Yeah, great question. So we have a couple of things at SHAPE. So I'm just trying to look at the question, so there was another one there that seems to have disappeared. I have a number of ways that we look at that in SHAPE. So SHAPE, we employ fantastic people, and fantastic people tend to know fantastic people. So we have an employee referral plan. So, for all of our employees internally, we reward them for bringing us new candidates, because no one, you know, no one knows our business quite like our own people, and they know who will be suitable. So we have that. We have also a number of internal recruiters. We participate in, you know, university open days and all that sort of stuff.

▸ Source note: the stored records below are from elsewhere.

// Copyright 2023 Tobin Edwards
//
//    Licensed under the Apache License, Version 2.0 (the "License");
//    you may not use this file except in compliance with the License.
//    You may obtain a copy of the License at
//
//        http://www.apache.org/licenses/LICENSE-2.0
//
//    Unless required by applicable law or agreed to in writing, software
//    distributed under the License is distributed on an "AS IS" BASIS,
//    WITHOUT WARRANTIES OR CONDITIONS OF ANY KIND, either express or implied.
//    See the License for the specific language governing permissions and
//    limitations under the License.

use serde::{Deserialize, Serialize};
use std::fmt;
use std::ops::{BitOr, BitOrAssign, Sub};
use strum::IntoEnumIterator;
use strum_macros::EnumIter;

use super::material::{Color, Piece};

pub const ROWS: usize = 8;
pub const COLS: usize = 8;

#[derive(Debug, Clone, Copy, PartialEq, Eq, Hash)]
pub enum Occupancy {
    Empty,
    Team,
    Rival,
}

/// One cell of the board grid.
///
/// The coordinates of a square never change once the board is built; only
/// its occupant does. Squares are plain data, so copying one out of the grid
/// takes a snapshot of whatever piece stands on it at that moment.
#[derive(Debug, Serialize, Deserialize, Clone, Copy, PartialEq, Eq, Hash)]
pub struct Square {
    row: usize,
    col: usize,
    piece: Option<Piece>,
}

impl Square {
    #[inline]
    pub const fn new(row: usize, col: usize, piece: Option<Piece>) -> Self {
        debug_assert!(row < ROWS && col < COLS);
        Self { row, col, piece }
    }
    #[inline]
    pub const fn empty(row: usize, col: usize) -> Self {
        Self::new(row, col, None)
    }

    /// Range check performed before any signed coordinate is turned into
    /// a grid access.
    #[inline]
    pub const fn in_range(row: isize, col: isize) -> bool {
        row >= 0 && row < ROWS as isize && col >= 0 && col < COLS as isize
    }

    #[inline]
    pub const fn row(&self) -> usize {
        self.row
    }
    #[inline]
    pub const fn col(&self) -> usize {
        self.col
    }
    #[inline]
    pub const fn coords(&self) -> (usize, usize) {
        (self.row, self.col)
    }
    #[inline]
    pub const fn to_index(&self) -> usize {
        self.row * COLS + self.col
    }
    #[inline]
    pub const fn to_mask(&self) -> Mask {
        Mask::square(self.row, self.col)
    }
    #[inline]
    pub const fn file(&self) -> File {
        File::from_index(self.col)
    }
    #[inline]
    pub const fn rank(&self) -> Rank {
        Rank::from_index(self.row)
    }

    #[inline]
    pub const fn piece(&self) -> Option<Piece> {
        self.piece
    }
    #[inline]
    pub(crate) fn piece_mut(&mut self) -> Option<&mut Piece> {
        self.piece.as_mut()
    }
    #[inline]
    pub(crate) fn set_piece(&mut self, piece: Option<Piece>) {
        self.piece = piece;
    }
    #[inline]
    pub(crate) fn take(&mut self) -> Option<Piece> {
        self.piece.take()
    }

    #[inline]
    pub const fn is_empty(&self) -> bool {
        self.piece.is_none()
    }
    #[inline]
    pub const fn has_piece(&self) -> bool {
        self.piece.is_some()
    }
    #[inline]
    pub fn has_team_piece(&self, color: Color) -> bool {
        self.occupancy(color) == Occupancy::Team
    }
    #[inline]
    pub fn has_rival_piece(&self, color: Color) -> bool {
        self.occupancy(color) == Occupancy::Rival
    }
    #[inline]
    pub fn is_empty_or_rival(&self, color: Color) -> bool {
        self.occupancy(color) != Occupancy::Team
    }

    pub fn occupancy(&self, color: Color) -> Occupancy {
        match self.piece {
            None => Occupancy::Empty,
            Some(piece) if piece.color() == color => Occupancy::Team,
            Some(_) => Occupancy::Rival,
        }
    }
}

impl fmt::Display for Square {
    fn fmt(&self, f: &mut fmt::Formatter<'_>) -> fmt::Result {
        write!(f, "{}{}", self.file(), self.rank())
    }
}

impl Sub for Square {
    type Output = Offset;
    fn sub(self, rhs: Self) -> Self::Output {
        Offset::new(
            self.row as isize - rhs.row as isize,
            self.col as isize - rhs.col as isize,
        )
    }
}

#[derive(Debug, Serialize, Deserialize, Clone, Copy, PartialEq, Eq, PartialOrd, Ord, Hash, EnumIter)]
pub enum File {
    FileA, FileB, FileC, FileD, FileE, FileF, FileG, FileH,
}

use File::{
    FileA, FileB, FileC, FileD, FileE, FileF, FileG, FileH,
};

impl File {
    #[inline]
    pub const fn from_index(index: usize) -> Self {
        const VALUES: [File; 8] = [
            FileA, FileB, FileC, FileD, FileE, FileF, FileG, FileH,
        ];
        debug_assert!(index < 8);
        VALUES[index]
    }
    #[inline]
    pub const fn to_index(&self) -> usize {
        *self as usize
    }
}

impl fmt::Display for File {
    fn fmt(&self, f: &mut fmt::Formatter<'_>) -> fmt::Result {
        const VALUES: [char; 8] = ['a', 'b', 'c', 'd', 'e', 'f', 'g', 'h'];
        write!(f, "{}", VALUES[self.to_index()])
    }
}

/// Ranks are indexed from the far side of the board, so a rank's index
/// is also the grid row it covers (`Rank8` is row 0).
#[derive(Debug, Serialize, Deserialize, Clone, Copy, PartialEq, Eq, PartialOrd, Ord, Hash, EnumIter)]
pub enum Rank {
    Rank8, Rank7, Rank6, Rank5, Rank4, Rank3, Rank2, Rank1,
}

use Rank::{
    Rank8, Rank7, Rank6, Rank5, Rank4, Rank3, Rank2, Rank1,
};

impl Rank {
    #[inline]
    pub const fn from_index(index: usize) -> Self {
        const VALUES: [Rank; 8] = [
            Rank8, Rank7, Rank6, Rank5, Rank4, Rank3, Rank2, Rank1,
        ];
        debug_assert!(index < 8);
        VALUES[index]
    }
    #[inline]
    pub const fn to_index(&self) -> usize {
        *self as usize
    }
}

impl fmt::Display for Rank {
    fn fmt(&self, f: &mut fmt::Formatter<'_>) -> fmt::Result {
        write!(f, "{}", 8 - self.to_index())
    }
}

#[derive(Debug, Clone, Copy, PartialEq, Eq, Hash)]
pub struct Offset {
    pub rows: isize,
    pub cols: isize,
}

impl Offset {
    pub const fn new(rows: isize, cols: isize) -> Self {
        Self { rows, cols }
    }

    /// The coordinates one step away from `(row, col)`, or `None` when the
    /// step leaves the board.
    #[inline]
    pub fn step(&self, row: usize, col: usize) -> Option<(usize, usize)> {
        let row = row as isize + self.rows;
        let col = col as isize + self.cols;
        if !Square::in_range(row, col) {
            return None;
        }
        Some((row as usize, col as usize))
    }
}

#[derive(Debug, Clone, Copy, PartialEq, Eq, Hash, EnumIter)]
pub enum Direction {
    UpLeft,
    Up,
    UpRight,
    Left,
    Right,
    DownLeft,
    Down,
    DownRight,
}

use Direction::{
    UpLeft,
    Up,
    UpRight,
    Left,
    Right,
    DownLeft,
    Down,
    DownRight,
};

impl Direction {
    pub fn horizontals() -> impl Iterator<Item=Self> {
        [Up, Right, Down, Left].into_iter()
    }
    pub fn diagonals() -> impl Iterator<Item=Self> {
        [UpRight, UpLeft, DownRight, DownLeft].into_iter()
    }
}

impl From<Direction> for Offset {
    fn from(value: Direction) -> Self {
        match value {
            UpLeft => Self::new(-1, -1),
            Up => Self::new(-1, 0),
            UpRight => Self::new(-1, 1),
            Left => Self::new(0, -1),
            Right => Self::new(0, 1),
            DownLeft => Self::new(1, -1),
            Down => Self::new(1, 0),
            DownRight => Self::new(1, 1),
        }
    }
}

#[derive(Clone, Serialize, Deserialize, Copy, PartialEq, Eq, Hash, Default)]
pub struct Mask(u64);

impl Mask {
    #[inline]
    pub const fn empty() -> Self {
        Self(0)
    }

    #[inline]
    pub const fn square(row: usize, col: usize) -> Self {
        debug_assert!(row < ROWS && col < COLS);
        Self(0x1 << (63 - (row * COLS + col)))
    }

    pub fn from_coords<I>(coords: I) -> Self
    where
        I: IntoIterator<Item=(usize, usize)>,
    {
        coords.into_iter()
            .map(|(row, col)| Self::square(row, col))
            .fold(Self::empty(), |m1, m2| m1 | m2)
    }

    #[inline]
    pub const fn is_empty(&self) -> bool {
        self.0 == 0
    }

    #[inline]
    pub const fn len(&self) -> usize {
        self.0.count_ones() as usize
    }

    #[inline]
    pub const fn contains(&self, row: usize, col: usize) -> bool {
        (self.0 & Self::square(row, col).0) != 0
    }

    pub fn iter(&self) -> MaskIter {
        MaskIter(self.0)
    }
}

impl fmt::Debug for Mask {
    fn fmt(&self, f: &mut fmt::Formatter<'_>) -> fmt::Result {
        for rank in Rank::iter() {
            for file in File::iter() {
                let set = self.contains(rank.to_index(), file.to_index());
                write!(f, "{}", if set { "#" } else { "." })?;
            }
            writeln!(f)?;
        }
        Ok(())
    }
}

impl BitOr for Mask {
    type Output = Self;

    fn bitor(self, rhs: Self) -> Self {
        Self(self.0 | rhs.0)
    }
}

impl BitOrAssign for Mask {
    fn bitor_assign(&mut self, rhs: Self) {
        self.0 |= rhs.0;
    }
}

/// Yields `(row, col)` pairs in grid order, row 0 first.
#[derive(Debug, Clone, Copy, PartialEq, Eq, Hash)]
pub struct MaskIter(u64);

impl Iterator for MaskIter {
    type Item = (usize, usize);

    fn next(&mut self) -> Option<Self::Item> {
        if self.0 != 0 {
            let index = self.0.leading_zeros() as usize;
            self.0 &= !(1u64 << (63 - index));
            return Some((index / COLS, index % COLS));
        }
        None
    }
}
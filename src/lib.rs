// Copyright 2023 Tobin Edwards
//
//    Licensed under the Apache License, Version 2.0 (the "License");
//    you may not use this file except in compliance with the License.
//    You may obtain a copy of the License at
//
//        http://www.apache.org/licenses/LICENSE-2.0
//
//    Unless required by applicable law or agreed to in writing, software
//    distributed under the License is distributed on an "AS IS" BASIS,
//    WITHOUT WARRANTIES OR CONDITIONS OF ANY KIND, either express or implied.
//    See the License for the specific language governing permissions and
//    limitations under the License.

mod board;

pub use board::*;
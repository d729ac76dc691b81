// Copyright 2023 Tobin Edwards
//
//    Licensed under the Apache License, Version 2.0 (the "License");
//    you may not use this file except in compliance with the License.
//    You may obtain a copy of the License at
//
//        http://www.apache.org/licenses/LICENSE-2.0
//
//    Unless required by applicable law or agreed to in writing, software
//    distributed under the License is distributed on an "AS IS" BASIS,
//    WITHOUT WARRANTIES OR CONDITIONS OF ANY KIND, either express or implied.
//    See the License for the specific language governing permissions and
//    limitations under the License.

use anyhow::Result;
use serde::{Deserialize, Serialize};
use tracing::{debug, trace};

use super::castling::CastleSide;
use super::material::{Kind, Piece};
use super::moves::{Move, MoveError};
use super::square::{Square, ROWS};
use super::Board;

use MoveError::*;

/// How a move is being applied.
#[derive(Debug, Serialize, Deserialize, Clone, Copy, PartialEq, Eq, Hash, Default)]
pub enum Mode {
    /// A move actually played.
    #[default]
    Live,
    /// A move played on a scratch board while testing for check. No
    /// capture sound is requested and a castling king moves alone.
    Testing,
}

/// Side effects of an applied move for the presentation layer.
///
/// Ordinary captures are not listed separately: `applied.captured()` gives
/// the piece that stood on the target when the move was generated.
#[derive(Debug, Serialize, Deserialize, Clone, Copy, PartialEq, Eq)]
pub struct MoveReport {
    pub applied: Move,
    /// The passed pawn's square, as it was before the pawn was removed.
    pub en_passant: Option<Square>,
    pub promotion: Option<Piece>,
    /// The rook half of a castling move.
    pub castle: Option<Move>,
    pub capture_sound: bool,
}

impl MoveReport {
    fn new(applied: Move) -> Self {
        Self {
            applied,
            en_passant: None,
            promotion: None,
            castle: None,
            capture_sound: false,
        }
    }
}

impl Board {
    /// Applies `mv` if it is in the cached move list of its origin square.
    ///
    /// The stored move, with its generation-time snapshots, is the one
    /// applied and reported. Moves nobody asked `calc_moves` for are
    /// rejected with `MoveError::InvalidMove`.
    pub fn move_piece(&mut self, mv: &Move, mode: Mode) -> Result<MoveReport> {
        let (row, col) = mv.from().coords();
        let Some(mv) = self.cached_moves(row, col).and_then(|list| list.get(mv)) else {
            return Err(InvalidMove.into());
        };
        Ok(self.apply(&mv, mode))
    }

    pub(super) fn apply(&mut self, mv: &Move, mode: Mode) -> MoveReport {
        let mut report = MoveReport::new(*mv);
        let (from, to) = (mv.from(), mv.to());
        let vacant_target = self.squares[to.row()][to.col()].is_empty();
        let Some(mut piece) = self.squares[from.row()][from.col()].take() else {
            return report;
        };
        piece.set_moved();
        self.squares[to.row()][to.col()].set_piece(Some(piece));

        match piece.kind() {
            Kind::Pawn { .. } if from.col() != to.col() && vacant_target => {
                let passed = &mut self.squares[from.row()][to.col()];
                let taken = *passed;
                passed.set_piece(None);
                report.en_passant = Some(taken);
                if mode == Mode::Live {
                    report.capture_sound = true;
                    debug!(%mv, %taken, "en passant");
                }
            }
            Kind::Pawn { .. } if to.row() == 0 || to.row() == ROWS - 1 => {
                let queen = Piece::queen(piece.color());
                self.squares[to.row()][to.col()].set_piece(Some(queen));
                report.promotion = Some(queen);
                if mode == Mode::Live {
                    debug!(%mv, "promotion");
                }
            }
            Kind::King if mode == Mode::Live => {
                let side = CastleSide::from_cols((to - from).cols);
                if let Some(rook_move) = side.and_then(|side| self.castle_rook_move(from.row(), side)) {
                    debug!(%mv, rook = %rook_move, "castling");
                    self.apply(&rook_move, mode);
                    report.castle = Some(rook_move);
                }
            }
            _ => {}
        }

        self.clear_moves();
        self.last_move = Some(*mv);
        if mode == Mode::Live {
            debug!(%mv, "applied");
        } else {
            trace!(%mv, "applied on scratch board");
        }
        report
    }

    /// Marks the pawn on `(row, col)` as capturable en passant and clears
    /// the mark from every other pawn. Squares without a pawn are ignored.
    pub fn set_true_en_passant(&mut self, row: usize, col: usize) {
        if !self.piece(row, col).is_some_and(|piece| piece.is_pawn()) {
            return;
        }
        self.clear_en_passant();
        if let Some(pawn) = self.squares[row][col].piece_mut() {
            pawn.set_en_passant(true);
        }
        debug!(square = %self.squares[row][col], "en passant allowed");
    }

    pub fn clear_en_passant(&mut self) {
        for square in self.squares.iter_mut().flatten() {
            if let Some(piece) = square.piece_mut() {
                piece.set_en_passant(false);
            }
        }
        self.clear_moves();
    }
}

#[cfg(test)]
mod tests {
    use crate::*;

    fn en_passant_ready() -> Board {
        Board::empty()
            .set_contents(7, 4, Some(Piece::WK))
            .set_contents(0, 4, Some(Piece::BK))
            .set_contents(3, 4, Some(Piece::WP.as_moved()))
            .set_contents(3, 3, Some(Piece::BP.as_moved().with_en_passant()))
    }

    #[test]
    fn test_double_advance_sets_en_passant() {
        let mut board = Board::new().set_contents(3, 0, Some(Piece::BP.as_moved().with_en_passant()));
        let mv = board.calc_moves(6, 4, true).find(4, 4).unwrap();
        board.move_piece(&mv, Mode::Live).unwrap();
        board.set_true_en_passant(4, 4);

        assert!(board.piece(4, 4).unwrap().en_passant());
        assert!(!board.piece(3, 0).unwrap().en_passant());
        let flagged: Vec<_> = board.en_passant_pawns().map(|square| square.coords()).collect();
        assert_eq!(flagged, vec![(4, 4)]);
    }
    #[test]
    fn test_set_en_passant_ignores_other_pieces() {
        let mut board = en_passant_ready();
        board.set_true_en_passant(7, 4);
        board.set_true_en_passant(5, 5);
        assert!(board.piece(3, 3).unwrap().en_passant());
        board.clear_en_passant();
        assert_eq!(board.en_passant_pawns().count(), 0);
    }
    #[test]
    fn test_en_passant_capture() {
        let mut board = en_passant_ready();
        let mv = board.calc_moves(3, 4, true).find(2, 3).unwrap();
        assert_eq!(mv.captured().map(|piece| piece.color()), Some(Color::Black));
        assert!(mv.captured().unwrap().is_pawn());

        let report = board.move_piece(&mv, Mode::Live).unwrap();
        assert_eq!(board.piece(2, 3), Some(Piece::WP.as_moved()));
        assert_eq!(board.piece(3, 3), None);
        assert_eq!(board.piece(3, 4), None);
        assert_eq!(report.en_passant.map(|square| square.coords()), Some((3, 3)));
        assert!(report.capture_sound);
        assert_eq!(report.promotion, None);
    }
    #[test]
    fn test_en_passant_needs_flag() {
        let board = en_passant_ready().set_contents(3, 3, Some(Piece::BP.as_moved()));
        assert!(board.legal_moves(3, 4).find(2, 3).is_none());
    }
    #[test]
    fn test_en_passant_cannot_expose_king_on_the_rank() {
        let board = Board::empty()
            .set_contents(3, 0, Some(Piece::WK.as_moved()))
            .set_contents(0, 4, Some(Piece::BK))
            .set_contents(3, 4, Some(Piece::WP.as_moved()))
            .set_contents(3, 3, Some(Piece::BP.as_moved().with_en_passant()))
            .set_contents(3, 7, Some(Piece::BR));
        assert!(board.pseudo_legal_moves(3, 4).find(2, 3).is_some());
        let moves = board.legal_moves(3, 4);
        assert!(moves.find(2, 3).is_none());
        assert!(moves.find(2, 4).is_some());
    }
    #[test]
    fn test_en_passant_on_scratch_board_is_silent() {
        let mut board = en_passant_ready();
        let mv = board.calc_moves(3, 4, true).find(2, 3).unwrap();
        let report = board.move_piece(&mv, Mode::Testing).unwrap();
        assert_eq!(board.piece(3, 3), None);
        assert!(report.en_passant.is_some());
        assert!(!report.capture_sound);
    }
    #[test]
    fn test_promotion() {
        let mut board = Board::empty()
            .set_contents(7, 4, Some(Piece::WK))
            .set_contents(0, 7, Some(Piece::BK))
            .set_contents(1, 0, Some(Piece::WP.as_moved()));
        let mv = board.calc_moves(1, 0, true).find(0, 0).unwrap();
        let report = board.move_piece(&mv, Mode::Live).unwrap();
        assert_eq!(board.piece(0, 0), Some(Piece::WQ));
        assert_eq!(report.promotion, Some(Piece::WQ));
        assert!(board.cached_moves(0, 0).is_none());
    }
    #[test]
    fn test_promotion_on_capture() {
        let mut board = Board::empty()
            .set_contents(0, 4, Some(Piece::BK))
            .set_contents(7, 4, Some(Piece::WK))
            .set_contents(6, 6, Some(Piece::BP.as_moved()))
            .set_contents(7, 7, Some(Piece::WR));
        let mv = board.calc_moves(6, 6, true).find(7, 7).unwrap();
        assert_eq!(mv.captured(), Some(Piece::WR));
        let report = board.move_piece(&mv, Mode::Live).unwrap();
        assert_eq!(board.piece(7, 7), Some(Piece::BQ));
        assert_eq!(report.promotion, Some(Piece::BQ));
        assert!(!report.capture_sound);
    }
    #[test]
    fn test_scratch_castle_moves_king_only() {
        let mut board = Board::empty()
            .set_contents(7, 4, Some(Piece::WK))
            .set_contents(7, 7, Some(Piece::WR));
        let mv = board.calc_moves(7, 4, true).find(7, 6).unwrap();
        let report = board.move_piece(&mv, Mode::Testing).unwrap();
        assert_eq!(board.piece(7, 7), Some(Piece::WR));
        assert_eq!(report.castle, None);
    }
    #[test]
    fn test_move_must_be_calculated() {
        let mut board = Board::new();
        let mv = Move::new(*board.square(6, 4), *board.square(4, 4));
        let err = board.move_piece(&mv, Mode::Live).unwrap_err();
        assert_eq!(err.downcast_ref::<MoveError>(), Some(&MoveError::InvalidMove));

        board.calc_moves(6, 4, true);
        let err = board
            .move_piece(&Move::new(Square::empty(6, 4), Square::empty(3, 4)), Mode::Live)
            .unwrap_err();
        assert_eq!(err.downcast_ref::<MoveError>(), Some(&MoveError::InvalidMove));
        assert!(board.move_piece(&mv, Mode::Live).is_ok());
    }
    #[test]
    fn test_move_updates_board() {
        let mut board = Board::new();
        board.calc_moves(7, 6, true);
        board.calc_moves(6, 4, true);
        let mv = board.cached_moves(6, 4).unwrap().find(5, 4).unwrap();
        let report = board.move_piece(&mv, Mode::Live).unwrap();

        assert_eq!(report.applied, mv);
        assert_eq!(board.last_move(), Some(&mv));
        assert_eq!(board.piece(6, 4), None);
        assert!(board.piece(5, 4).unwrap().has_moved());
        assert!(board.cached_moves(7, 6).is_none());
        assert!(board.cached_moves(6, 4).is_none());
    }
    #[test]
    fn test_applied_move_keeps_generated_snapshots() {
        let mut board = Board::new().set_contents(5, 3, Some(Piece::BN));
        board.calc_moves(6, 4, true);
        let bare = Move::new(Square::empty(6, 4), Square::empty(5, 3));
        let report = board.move_piece(&bare, Mode::Live).unwrap();
        assert_eq!(report.applied.captured(), Some(Piece::BN));
    }
}
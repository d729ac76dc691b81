// Copyright 2023 Tobin Edwards
//
//    Licensed under the Apache License, Version 2.0 (the "License");
//    you may not use this file except in compliance with the License.
//    You may obtain a copy of the License at
//
//        http://www.apache.org/licenses/LICENSE-2.0
//
//    Unless required by applicable law or agreed to in writing, software
//    distributed under the License is distributed on an "AS IS" BASIS,
//    WITHOUT WARRANTIES OR CONDITIONS OF ANY KIND, either express or implied.
//    See the License for the specific language governing permissions and
//    limitations under the License.

use anyhow::Result;
use serde::{Deserialize, Serialize};
use tracing::debug;

use super::apply::{Mode, MoveReport};
use super::material::Color;
use super::moves::{Move, MoveError, MoveList};
use super::square::{COLS, ROWS};
use super::Board;

pub trait Turn {
    fn turn(&self) -> Color;
}

/// A board played from the starting position, one side at a time.
#[derive(Debug, Clone, Serialize, Deserialize)]
pub struct Game {
    board: Board,
    turn: Color,
    history: Vec<Move>,
}

impl Default for Game {
    fn default() -> Self {
        Self::new()
    }
}

impl Turn for Game {
    #[inline]
    fn turn(&self) -> Color {
        self.turn
    }
}

impl Game {
    pub fn new() -> Self {
        Self::from_board(Board::new(), Color::White)
    }

    /// Continue from an arbitrary position with `turn` to move.
    pub fn from_board(board: Board, turn: Color) -> Self {
        Self {
            board,
            turn,
            history: Vec::new(),
        }
    }

    /// Reconstruct a game by replaying a sequence of moves from the start.
    pub fn replay(moves: &[Move]) -> Result<Self> {
        let mut game = Self::new();
        for mv in moves {
            game.submit_move(*mv)?;
        }
        Ok(game)
    }

    #[inline]
    pub fn board(&self) -> &Board {
        &self.board
    }
    pub fn history(&self) -> &[Move] {
        &self.history
    }
    /// Is the side to move in check?
    pub fn in_check(&self) -> bool {
        self.board.king_in_check(self.turn)
    }

    /// Legal moves of the piece on `(row, col)`, which must belong to the
    /// side to move. The result is cached so a following `submit_move`
    /// can find it.
    pub fn select(&mut self, row: usize, col: usize) -> Result<&MoveList> {
        self.check_turn(row, col)?;
        Ok(self.board.calc_moves(row, col, true))
    }

    pub fn submit_move(&mut self, mv: Move) -> Result<MoveReport> {
        let (row, col) = mv.from().coords();
        self.check_turn(row, col)?;
        if !self.board.valid_move(&mv) {
            self.board.calc_moves(row, col, true);
        }
        let report = self.board.move_piece(&mv, Mode::Live)?;
        let applied = report.applied;

        let (row, col) = applied.to().coords();
        let double_advance = applied.offset().rows.abs() == 2
            && self.board.piece(row, col).is_some_and(|piece| piece.is_pawn());
        if double_advance {
            self.board.set_true_en_passant(row, col);
        } else {
            self.board.clear_en_passant();
        }

        self.history.push(applied);
        self.turn = !self.turn;
        debug!(mv = %applied, turn = %self.turn, "move submitted");
        Ok(report)
    }

    fn check_turn(&self, row: usize, col: usize) -> Result<()> {
        if row >= ROWS || col >= COLS {
            return Err(MoveError::OutOfRange(row, col).into());
        }
        let square = self.board[(row, col)];
        let piece = square.piece().ok_or(MoveError::Vacant(square))?;
        if piece.color() != self.turn {
            return Err(MoveError::OutOfTurn(piece.color()).into());
        }
        Ok(())
    }
}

So we have a strong recruitment at the front end from a cadet intake, and that investment, we continue to do that year on year to make sure that we're investing strongly. And those cadets are, you know, amazing. We're getting, generally, it's a 50/50 split, male, female. A lot of it's double degrees. You know, they really get the tech side of things. You know, they're digital natives that have a strong affiliation and ability to use AI to their advantage, to be more efficient. So really seeing some good benefits coming through with that. But really, yeah, we're constantly hiring. We've got over 30 open roles in the market at the moment.

We've got an amazing team, our people and culture team that continue to sort of scour the market for the best people in the business. That brand, the SHAPE brand, and so the Arden brand as well, are really very helpful for attracting staff as well and for attracting candidates. And then after that, it comes onto the onboarding and how do we bring those people into the business, 'cause the retention part is just as important as the attraction part, 'cause there's no point hiring people and then find you're losing them. So our unplanned churn still circa 10%, which is, you know, pretty much best class for the construction industry, you know, which is normally up above the 20% from an unplanned churn point of view.

So we're very particular about who we hire. We look for the best people, we look to onboard them well, and then we look to keep them engaged with the business.

Melanie Singh
Investor Relations, SHAPE Australia

Okay, that brings us to the end of the Q&A. I might pass to you for final comments. If anyone has any questions that weren't answered, feel free to email me. My details are at the bottom of the release. Thanks, Pete.

Peter Marix-Evans
CEO, SHAPE Australia

Yeah, thanks for that, Mel. Thanks for everyone that joined us on the call. Fantastic to see such a large number of people joining us on the call to hear the story. Really pleasing to be able to present such good numbers. That is on the back of the hard work of all of our people in SHAPE and in Arden. Strong welcome to all of our new people that have come across from Arden. We're really pleased to have you as part of the SHAPE Group. We look forward to continuing to work with our amazing client, subcontractors, and our people to work on delivering another great result in H2, and look forward to catching up with you when we next present. Thank you very much.